Assim, os inimigos de Jesus, os saduceus, deram-lhe uma oportunidade, uma grande e gloriosa oportunidade, deram-lhe a oportunidade de demonstrar Sua sabedoria sobrenatural, sua devoção incansável para com a Escritura, e Sua afirmação da promessa da ressurreição. E assim esta passagem, que é uma derrota para os Seus inimigos, é um triunfo para seus amigos, certo? Enquanto eles estão atordoados num silêncio frio e duro como uma pedra, nós nos alegramos porque nosso Senhor é infinitamente sábio, nosso Senhor está comprometido com uma verdadeira e exata interpretação da Escritura e sua aplicação, e nosso Senhor afirma com Seus próprios lábios as promessas da Bíblia a respeito da ressurreição.

E assim eu me inclino mais pesadamente a meu todo sábio, todo poderoso, todo verdade, e sempre Senhor Jesus Cristo vivo. E esta alegria é somente para aqueles que são dignos de alcançar a era vindoura e a ressurreição dentre os mortos. E quem são esses? Aqueles que depositam sua confiança no Senhor Jesus Cristo, no Seu sacrifício, Sua morte e ressurreição somente e nenhuma confiança em suas próprias obras; aqueles que se achegam arrependidos dizendo: "Deus, eu não tenho nenhuma justiça própria. Rogo-te que me perdoe e aplique a justiça que só pertence a Cristo, em minha conta. "

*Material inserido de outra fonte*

//! Message enum for Elm Architecture (TEA) pattern.
//!
//! All possible user actions in the application are represented as messages.
//! This enables unidirectional data flow and testable update logic.

use crate::filter::Scope;

/// All possible user actions in the application.
///
/// Messages are dispatched from key events and processed by the `App::update()` method.
#[derive(Debug, Clone, PartialEq)]
pub enum Message {
    // ─────────────────────────────────────────────────────────────────────────
    // App lifecycle
    // ─────────────────────────────────────────────────────────────────────────
    /// Quit the application
    Quit,
    /// Refetch the current tab
    Refresh,
    /// Switch between the Open and Closed tabs
    ToggleStatusTab,

    // ─────────────────────────────────────────────────────────────────────────
    // Navigation
    // ─────────────────────────────────────────────────────────────────────────
    MoveUp,
    MoveDown,
    GotoTop,
    GotoBottom,

    // ─────────────────────────────────────────────────────────────────────────
    // Issue actions
    // ─────────────────────────────────────────────────────────────────────────
    /// Close the highlighted issue (Open tab) or reopen it (Closed tab)
    ToggleIssueStatus,

    // ─────────────────────────────────────────────────────────────────────────
    // Edit mode
    // ─────────────────────────────────────────────────────────────────────────
    ToggleEditMode,
    /// Select or deselect the highlighted issue
    ToggleSelected,
    /// Select All, or Deselect All when something is selected
    ToggleSelectAll,
    CloseSelected,

    // ─────────────────────────────────────────────────────────────────────────
    // Search
    // ─────────────────────────────────────────────────────────────────────────
    /// Present the search bar and scope tabs
    EnterSearch,
    /// Dismiss search: reset filters and refetch open issues
    ExitSearch,
    /// Stop typing but keep the search results
    ConfirmSearch,
    /// Resume typing into the search bar
    FocusSearch,
    SearchInput(char),
    SearchBackspace,
    SetScope(Scope),
    NextScope,
    PrevScope,

    // ─────────────────────────────────────────────────────────────────────────
    // Filter menu
    // ─────────────────────────────────────────────────────────────────────────
    ToggleFilterMenu,
    /// Move between categories (columns)
    FilterMenuCategory(i32),
    /// Move between entries of the current category
    FilterMenuItem(i32),
    /// Toggle the highlighted entry
    FilterMenuSelect,
    ClearFilters,

    // ─────────────────────────────────────────────────────────────────────────
    // Modals
    // ─────────────────────────────────────────────────────────────────────────
    ToggleHelp,
    CloseModal,

    /// No-op message (for unhandled keys)
    None,
}
pub mod camera_utils;
pub mod perspective_camera;

// Re-export main types
pub use camera_utils::{Camera, CameraUniform, OPENGL_TO_WGPU_MATRIX};
pub use perspective_camera::PerspectiveCamera;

Em um ato de fé, somos perdoados de todos os nossos pecados, somos cobertos com a justiça de Cristo, recebemos a promessa da vida eterna, e assim por Seu merecimento nos tornamos dignos de alcançar a ressurreição dentre os mortos. Vivemos, então, nessa esperança, afirmada pelas próprias palavras de nosso Salvador neste grande encontro.

Senhor, ao chegarmos ao final desse tempo juntos, ouviremos os ecos dessas palavras esperançosas por um longo tempo: Filhos de Deus, filhos da ressurreição. Que privilégio. Que privilégio. Nós Te agradecemos pela esperança da vida eterna, que é encontrada somente em Cristo. Porque Ele vive viveremos, também. Quem nele crê nunca morrerá.

Te agradecemos que em Cristo e em Cristo somente nós nos tornamos filhos da ressurreição. Vamos entrar na vida da ressurreição não como nesta vida de forma alguma, mas como a Tua vida e como a dos santos, glorificados, e eternos anjos. Que promessa gloriosa da qual somos indignos. Nós nos apegamos ao merecimento de Cristo. Faça-nos fiéis para vivermos para honrá-lo e proclamar Seu evangelho. Amém.